Desa Tegal Gendu, berada di
kelurahan Prenggan, Kecamatan Kotagede – Yogyakarta. Seperti setiap daerah pada
umumnya, tegal gundu juga memiliki kisah yang menarik. Di mulai dari nama desa,
Tegal Gendu. Beberapa versi cerita yang beredar dari warga sekitaran desa Tegal
Gendu sendiri. Salah satunya adalah, Gendhu yang di ambil dari bahasa Jawa “Ghendu-ghendu“
berarti Ragu-ragu.
Hanya berjarak sekitar 400 meter
dari Terminal Giwangan kita sudah dapat menemui desa tegal gendu yang menarik
akan kebudayaannya ini. Didalamnya terdapat berbagai isi yang menarik di
ungkap, seperti Keanekaragaman budaya, kerajinan tangan, kegiatan pemuda, PKK,
kreatifitas warga, dan Wayang Ongklek yang kerap kali menjadi tontonan para
wisatawan local maupun Mancanegara.
Seyogyanya, desa tegal gendhu menjadi
terekam telinga warga di luar sekitaran wilayah Kotagede. Pada tahun 1965,
tedapatlah pasukan tentara yang berjaga pada gapura utama untuk memasuki
wilayah tegal gendhu. Berita yang beredar membuat sebuah ironi pada desa tegal
gendhu yang tentram. Dimana pada tahun 1965, warga sekitar tegal gendhu menjaga
kokoh pemimpin Indonesia, pak Soekarno. Dikarenakan issu berbau komunis yang di
bawa oleh soekarno. Maka beberapa warga yang membidangkan dirinya untuk
mengawal soekarno-pun menjadi sasaran empuk untuk di bersihkan. Dengan gerakan
semena-mena oleh para pasukan penjaga, maka warga yang merelakan dirinya untuk
menjaga Soekarno tersebut di asingkan ke daerah Kalimantan. Kisah ini pun
menjadi daya Tarik yang kontekstual pada daerah tegal gendhu, dengan mengaitkan
nama “Ghendu” yang selain ragu-ragu, juga berarti Kegundahan.

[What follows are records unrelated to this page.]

//! Unit tests for validation and send errors.

use crate::interactive::{
    error::{
        ConfigurationError, InteractiveValidationError, SendError, TransportError,
        ValidationIssue, ValidationWarning,
    },
    ports::validator::ValidationReport,
};
use rstest::{fixture, rstest};
use serde_json::json;

#[fixture]
fn failed_report() -> ValidationReport {
    let mut report = ValidationReport::new();
    report.error(ValidationIssue::MissingText);
    report.error(ValidationIssue::NotAnObject {
        list: "button",
        index: 2,
    });
    report.warn(ValidationWarning::EmptyButtons);
    report
}

#[rstest]
fn report_converts_into_structured_error(failed_report: ValidationReport) {
    let error = failed_report.into_error("Buttons payload invalid", "sendButtons.validate");

    assert_eq!(error.to_string(), "Buttons payload invalid");
    assert_eq!(error.message(), "Buttons payload invalid");
    assert_eq!(error.context(), Some("sendButtons.validate"));
    assert_eq!(error.errors().len(), 2);
    assert_eq!(error.warnings(), [ValidationWarning::EmptyButtons]);
    assert!(error.example().is_none());
}

#[rstest]
fn detailed_format_lists_everything(failed_report: ValidationReport) {
    let error = failed_report
        .into_error("Buttons payload invalid", "sendButtons.validate")
        .with_example(json!({"text": "Hi"}));

    let expected = [
        "[InteractiveValidationError] Buttons payload invalid (sendButtons.validate)",
        "Errors:",
        "  - text is mandatory and must be a string",
        "  - button[2] must be an object",
        "Warnings:",
        "  - buttons array is empty",
        "Example payload:",
        "{",
        "  \"text\": \"Hi\"",
        "}",
    ]
    .join("\n");
    assert_eq!(error.format_detailed(), expected);
}

#[test]
fn detailed_format_without_context_or_issues_is_one_line() {
    let error = InteractiveValidationError::new("Nothing to see");
    assert_eq!(
        error.format_detailed(),
        "[InteractiveValidationError] Nothing to see"
    );
}

#[rstest]
fn json_rendering_carries_all_fields(failed_report: ValidationReport) {
    let error = failed_report
        .into_error("Buttons payload invalid", "sendButtons.validate")
        .with_example(json!({"text": "Hi"}));

    assert_eq!(
        error.to_json(),
        json!({
            "name": "InteractiveValidationError",
            "message": "Buttons payload invalid",
            "context": "sendButtons.validate",
            "errors": ["text is mandatory and must be a string", "button[2] must be an object"],
            "warnings": ["buttons array is empty"],
            "example": {"text": "Hi"},
        })
    );
}

#[test]
fn warning_messages_match_diagnostics() {
    assert_eq!(
        ValidationWarning::SoftCapExceeded { count: 30, cap: 25 }.to_string(),
        "buttons count (30) exceeds soft cap of 25; may be rejected by client"
    );
    assert_eq!(
        ValidationWarning::UnrecognizedShape { index: 4 }.to_string(),
        "button[4] unrecognized shape; passing through unchanged"
    );
}

#[test]
fn send_error_exposes_validation_details() {
    let error = SendError::from(InteractiveValidationError::new("Converted interactive content invalid"));

    assert_eq!(error.to_string(), "Converted interactive content invalid");
    assert_eq!(
        error.as_validation().map(InteractiveValidationError::message),
        Some("Converted interactive content invalid")
    );
}

#[test]
fn configuration_and_transport_errors_are_transparent() {
    let missing = SendError::from(ConfigurationError::MissingTransport);
    assert!(missing.as_validation().is_none());
    assert_eq!(
        missing.to_string(),
        "message transport is not configured; supply one when constructing the sender"
    );

    let relay = SendError::from(TransportError::relay(std::io::Error::other("socket closed")));
    assert_eq!(relay.to_string(), "relay failed: socket closed");
}
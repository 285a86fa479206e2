//! Domain types for interactive messages: button shapes, the kind registry,
//! authoring payloads and canonical content.

pub mod button;
pub mod content;
pub mod context;
pub mod example_payloads;
pub mod header;
pub mod kind;
pub mod node;
pub mod params;
pub mod payload;

pub use button::{ButtonInput, ButtonText, DualFieldButton, LegacyButton, NativeFlowButton};
pub use content::{
    Body, Footer, InteractiveContent, InteractiveMessage, NativeFlowMessage, NormalizedContent,
    OutgoingContent,
};
pub use context::{ContextInfo, ExternalAdReply};
pub use header::{InteractiveHeader, MediaMessage, MediaOptions};
pub use kind::{
    ButtonKind, INTERACTIVE_ALLOWED, KIND_TABLE, KindEntry, NATIVE_FLOW_SPECIALS,
    ParseButtonKindError, SEND_BUTTONS_ALLOWED,
};
pub use node::BinaryNode;
pub use params::{BottomSheet, LimitedTimeOffer, MessageParams, TapTargetConfiguration};
pub use payload::{AuthoringPayload, SendButtonsPayload};
//! Worked examples of valid payloads, attached to validation errors.

use serde_json::{Value, json};

use super::button::NativeFlowButton;
use super::kind::ButtonKind;
use super::payload::AuthoringPayload;

/// Example payload for `send_buttons`.
#[must_use]
pub fn send_buttons_example() -> Value {
    json!({
        "text": "Choose an option",
        "buttons": send_buttons_example_buttons(),
        "footer": "Footer text",
    })
}

/// Example button list for `send_buttons`, mixing both accepted shapes.
#[must_use]
pub fn send_buttons_example_buttons() -> Value {
    json!([
        { "id": "opt1", "text": "Option 1" },
        { "id": "opt2", "text": "Option 2" },
        {
            "name": "cta_url",
            "buttonParamsJson": r#"{"display_text":"Visit Site","url":"https://example.com"}"#,
        },
    ])
}

/// Example payload for `send_interactive_message`.
#[must_use]
pub fn interactive_authoring_example() -> AuthoringPayload {
    AuthoringPayload::new("Pick an action")
        .with_interactive_button(NativeFlowButton::new(
            ButtonKind::QuickReply,
            r#"{"display_text":"Hello","id":"hello"}"#,
        ))
        .with_interactive_button(NativeFlowButton::new(
            ButtonKind::CtaCopy,
            r#"{"display_text":"Copy Code","copy_code":"ABC123"}"#,
        ))
        .with_footer("Footer")
}

/// [`interactive_authoring_example`] as JSON.
#[must_use]
pub fn send_interactive_message_example() -> Value {
    serde_json::to_value(interactive_authoring_example()).unwrap_or(Value::Null)
}
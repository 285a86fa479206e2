//! When steps for interactive dispatch BDD scenarios.

use super::world::{InteractiveWorld, run_async};
use nativeflow::interactive::services::SendOptions;
use rstest_bdd_macros::when;

#[when(r#"the simple payload is sent to "{jid}""#)]
fn send_simple_payload(world: &mut InteractiveWorld, jid: String) -> Result<(), eyre::Report> {
    let payload = world
        .pending_simple
        .take()
        .ok_or_else(|| eyre::eyre!("missing simple payload in scenario world"))?;
    let result = run_async(
        world
            .service()?
            .send_buttons(&jid, payload, SendOptions::default()),
    );
    world.last_result = Some(result);
    Ok(())
}

#[when(r#"the interactive payload is sent to "{jid}""#)]
fn send_interactive_payload(world: &mut InteractiveWorld, jid: String) -> Result<(), eyre::Report> {
    let payload = world
        .pending_interactive
        .take()
        .ok_or_else(|| eyre::eyre!("missing interactive payload in scenario world"))?;
    let result = run_async(world.service()?.send_interactive_message(
        &jid,
        payload,
        SendOptions::default(),
    ));
    world.last_result = Some(result);
    Ok(())
}
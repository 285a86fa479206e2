//! Payload and content validation.
//!
//! Authoring payloads are validated strictly before conversion; converted
//! content is validated leniently afterwards. Every validator collects all
//! problems in one pass.

pub mod buttons;
pub mod content;
pub mod payload;
pub mod rules;
pub mod service;

pub use buttons::validate_authoring_buttons;
pub use content::validate_message_content;
pub use payload::{validate_interactive_payload, validate_send_buttons_payload};
pub use service::DefaultPayloadValidator;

Dewasanya, desa tegal gendhu pada
saat ini menjadi pusat kebudayaan yang amat hangat dan elok. Meskipun tercampur
sedikit dengan budaya moderenisasi yang melaju. Desa tegal gendu tetap pada
hakikat utama menjadi tempat yang berbudaya, unik dan memiliki identitas
sejarah yang menarik.
Kotagede, Tegal gendhu. Dengan
sejarah yang selalu berjalan dari lahirnya sampai dengan sekarang. Warga tegal
gendhu tetap melestarikan kisah yang ada dengan memelihara keelokannya.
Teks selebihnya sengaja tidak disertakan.